What you should do ▸ Output, without alteration, the first line of the entries and each line after it, stopping with the line that contains "pub fn new(course: impl".

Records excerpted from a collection
______
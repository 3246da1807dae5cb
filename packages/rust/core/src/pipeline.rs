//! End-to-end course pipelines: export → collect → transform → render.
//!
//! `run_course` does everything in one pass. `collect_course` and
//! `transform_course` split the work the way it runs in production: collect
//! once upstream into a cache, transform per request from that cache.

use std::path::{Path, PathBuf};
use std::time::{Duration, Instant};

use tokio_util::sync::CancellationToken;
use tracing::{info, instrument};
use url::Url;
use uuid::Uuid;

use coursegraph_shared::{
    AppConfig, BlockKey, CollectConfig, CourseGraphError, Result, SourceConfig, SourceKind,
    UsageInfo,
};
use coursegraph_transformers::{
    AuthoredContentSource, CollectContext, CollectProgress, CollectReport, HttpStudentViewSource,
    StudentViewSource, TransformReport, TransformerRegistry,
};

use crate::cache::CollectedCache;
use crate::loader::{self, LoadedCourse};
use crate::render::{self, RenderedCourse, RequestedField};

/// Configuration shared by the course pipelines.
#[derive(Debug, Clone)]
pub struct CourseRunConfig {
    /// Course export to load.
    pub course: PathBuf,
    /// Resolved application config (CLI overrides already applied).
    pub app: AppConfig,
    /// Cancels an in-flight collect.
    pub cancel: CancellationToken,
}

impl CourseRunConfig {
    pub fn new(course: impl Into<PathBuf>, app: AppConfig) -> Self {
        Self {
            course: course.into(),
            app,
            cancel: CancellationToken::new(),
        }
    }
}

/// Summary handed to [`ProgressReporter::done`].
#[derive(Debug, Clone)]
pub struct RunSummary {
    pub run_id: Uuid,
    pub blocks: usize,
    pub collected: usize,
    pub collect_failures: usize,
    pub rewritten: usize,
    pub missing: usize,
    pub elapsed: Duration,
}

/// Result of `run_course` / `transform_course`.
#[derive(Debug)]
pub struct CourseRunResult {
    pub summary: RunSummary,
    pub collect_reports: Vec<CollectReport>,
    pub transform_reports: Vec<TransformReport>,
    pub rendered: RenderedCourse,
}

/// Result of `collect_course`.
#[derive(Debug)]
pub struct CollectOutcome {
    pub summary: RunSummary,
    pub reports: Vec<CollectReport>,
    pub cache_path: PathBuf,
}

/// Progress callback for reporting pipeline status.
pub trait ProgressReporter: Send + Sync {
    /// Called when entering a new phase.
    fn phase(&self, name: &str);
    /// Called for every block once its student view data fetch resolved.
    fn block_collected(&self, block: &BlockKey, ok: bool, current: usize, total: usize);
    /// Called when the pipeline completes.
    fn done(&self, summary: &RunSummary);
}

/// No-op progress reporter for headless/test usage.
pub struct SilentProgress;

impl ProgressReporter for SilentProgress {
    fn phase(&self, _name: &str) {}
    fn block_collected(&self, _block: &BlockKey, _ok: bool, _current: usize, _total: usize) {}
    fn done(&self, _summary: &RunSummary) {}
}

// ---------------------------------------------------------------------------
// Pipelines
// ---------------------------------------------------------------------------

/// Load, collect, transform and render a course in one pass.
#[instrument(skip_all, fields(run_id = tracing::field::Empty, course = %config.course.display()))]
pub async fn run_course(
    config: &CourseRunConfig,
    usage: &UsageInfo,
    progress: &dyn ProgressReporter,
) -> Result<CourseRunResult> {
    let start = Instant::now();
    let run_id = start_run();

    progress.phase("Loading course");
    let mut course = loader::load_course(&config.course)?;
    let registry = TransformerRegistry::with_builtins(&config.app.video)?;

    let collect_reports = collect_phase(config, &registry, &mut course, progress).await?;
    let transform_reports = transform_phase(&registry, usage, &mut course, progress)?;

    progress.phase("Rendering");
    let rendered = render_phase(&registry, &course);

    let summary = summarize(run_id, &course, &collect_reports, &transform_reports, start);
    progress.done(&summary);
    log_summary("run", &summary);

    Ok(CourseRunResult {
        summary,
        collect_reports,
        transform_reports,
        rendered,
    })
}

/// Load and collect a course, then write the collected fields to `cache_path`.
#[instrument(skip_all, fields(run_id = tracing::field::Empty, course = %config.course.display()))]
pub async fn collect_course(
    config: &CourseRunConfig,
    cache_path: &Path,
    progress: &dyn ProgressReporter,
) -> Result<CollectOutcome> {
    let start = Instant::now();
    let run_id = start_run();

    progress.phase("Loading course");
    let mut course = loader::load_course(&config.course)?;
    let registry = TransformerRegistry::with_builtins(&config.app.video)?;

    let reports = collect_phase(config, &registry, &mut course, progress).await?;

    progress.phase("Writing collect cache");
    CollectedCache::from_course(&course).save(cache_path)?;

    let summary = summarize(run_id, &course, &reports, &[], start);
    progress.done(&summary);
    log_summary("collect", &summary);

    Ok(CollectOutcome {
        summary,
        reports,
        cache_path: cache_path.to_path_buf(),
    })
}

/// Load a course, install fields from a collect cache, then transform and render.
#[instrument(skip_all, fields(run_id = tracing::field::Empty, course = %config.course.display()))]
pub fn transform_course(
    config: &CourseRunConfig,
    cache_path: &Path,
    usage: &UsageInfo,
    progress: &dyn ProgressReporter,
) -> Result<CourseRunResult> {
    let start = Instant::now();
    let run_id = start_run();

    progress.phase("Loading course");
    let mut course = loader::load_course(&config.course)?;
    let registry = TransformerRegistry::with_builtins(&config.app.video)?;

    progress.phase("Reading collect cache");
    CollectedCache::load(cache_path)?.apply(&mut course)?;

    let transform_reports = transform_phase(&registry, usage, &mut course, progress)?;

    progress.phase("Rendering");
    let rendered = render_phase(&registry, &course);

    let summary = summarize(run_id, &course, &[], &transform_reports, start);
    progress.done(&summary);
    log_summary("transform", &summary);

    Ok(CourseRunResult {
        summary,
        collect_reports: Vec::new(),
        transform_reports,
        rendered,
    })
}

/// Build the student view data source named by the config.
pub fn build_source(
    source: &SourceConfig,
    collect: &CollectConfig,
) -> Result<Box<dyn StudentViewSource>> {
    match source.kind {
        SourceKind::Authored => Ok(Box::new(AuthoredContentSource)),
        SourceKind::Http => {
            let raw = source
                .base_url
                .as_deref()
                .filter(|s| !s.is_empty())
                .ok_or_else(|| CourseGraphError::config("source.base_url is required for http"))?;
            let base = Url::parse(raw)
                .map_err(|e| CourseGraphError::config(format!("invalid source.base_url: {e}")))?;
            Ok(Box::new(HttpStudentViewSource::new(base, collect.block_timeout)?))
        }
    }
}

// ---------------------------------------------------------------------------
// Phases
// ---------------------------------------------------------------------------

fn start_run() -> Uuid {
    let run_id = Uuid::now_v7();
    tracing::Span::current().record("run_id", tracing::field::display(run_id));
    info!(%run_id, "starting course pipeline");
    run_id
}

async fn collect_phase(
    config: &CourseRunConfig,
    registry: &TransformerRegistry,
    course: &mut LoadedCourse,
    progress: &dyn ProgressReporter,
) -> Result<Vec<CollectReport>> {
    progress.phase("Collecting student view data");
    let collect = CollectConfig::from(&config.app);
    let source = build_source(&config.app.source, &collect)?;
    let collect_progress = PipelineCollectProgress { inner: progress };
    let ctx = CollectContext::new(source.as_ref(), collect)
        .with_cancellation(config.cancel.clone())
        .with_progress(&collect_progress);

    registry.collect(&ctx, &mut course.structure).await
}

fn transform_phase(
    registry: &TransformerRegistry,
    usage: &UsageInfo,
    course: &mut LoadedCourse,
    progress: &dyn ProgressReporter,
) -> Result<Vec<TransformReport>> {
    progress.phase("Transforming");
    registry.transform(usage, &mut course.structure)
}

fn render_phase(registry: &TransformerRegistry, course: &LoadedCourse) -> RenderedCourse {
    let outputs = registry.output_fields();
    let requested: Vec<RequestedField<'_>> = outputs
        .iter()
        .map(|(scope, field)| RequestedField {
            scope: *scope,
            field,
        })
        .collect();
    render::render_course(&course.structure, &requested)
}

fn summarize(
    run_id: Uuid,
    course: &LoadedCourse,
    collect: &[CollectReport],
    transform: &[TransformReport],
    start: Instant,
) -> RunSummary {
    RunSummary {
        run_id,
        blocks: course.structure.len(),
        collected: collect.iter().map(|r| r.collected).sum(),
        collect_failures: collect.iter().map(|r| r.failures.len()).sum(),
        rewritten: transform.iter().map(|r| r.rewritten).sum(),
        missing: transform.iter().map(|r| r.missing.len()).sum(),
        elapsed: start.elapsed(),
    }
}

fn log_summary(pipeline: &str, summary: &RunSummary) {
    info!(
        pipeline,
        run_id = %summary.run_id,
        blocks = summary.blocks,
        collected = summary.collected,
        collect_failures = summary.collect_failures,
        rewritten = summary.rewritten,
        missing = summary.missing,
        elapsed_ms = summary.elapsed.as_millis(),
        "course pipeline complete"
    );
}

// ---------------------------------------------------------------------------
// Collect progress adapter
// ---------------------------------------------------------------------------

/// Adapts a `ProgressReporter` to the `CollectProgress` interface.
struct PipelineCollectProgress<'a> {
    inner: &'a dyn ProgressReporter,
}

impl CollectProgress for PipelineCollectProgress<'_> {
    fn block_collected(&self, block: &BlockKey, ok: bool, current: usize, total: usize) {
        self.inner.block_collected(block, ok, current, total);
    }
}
______
Exercise output ▸
repository 3246da1807dae5cb
filename packages/rust/core/src/pipeline.rs
//! End-to-end course pipelines: export → collect → transform → render.
//!
//! `run_course` does everything in one pass. `collect_course` and
//! `transform_course` split the work the way it runs in production: collect
//! once upstream into a cache, transform per request from that cache.

use std::path::{Path, PathBuf};
use std::time::{Duration, Instant};

use tokio_util::sync::CancellationToken;
use tracing::{info, instrument};
use url::Url;
use uuid::Uuid;

use coursegraph_shared::{
    AppConfig, BlockKey, CollectConfig, CourseGraphError, Result, SourceConfig, SourceKind,
    UsageInfo,
};
use coursegraph_transformers::{
    AuthoredContentSource, CollectContext, CollectProgress, CollectReport, HttpStudentViewSource,
    StudentViewSource, TransformReport, TransformerRegistry,
};

use crate::cache::CollectedCache;
use crate::loader::{self, LoadedCourse};
use crate::render::{self, RenderedCourse, RequestedField};

/// Configuration shared by the course pipelines.
#[derive(Debug, Clone)]
pub struct CourseRunConfig {
    /// Course export to load.
    pub course: PathBuf,
    /// Resolved application config (CLI overrides already applied).
    pub app: AppConfig,
    /// Cancels an in-flight collect.
    pub cancel: CancellationToken,
}

impl CourseRunConfig {
    pub fn new(course: impl Into<PathBuf>, app: AppConfig) -> Self {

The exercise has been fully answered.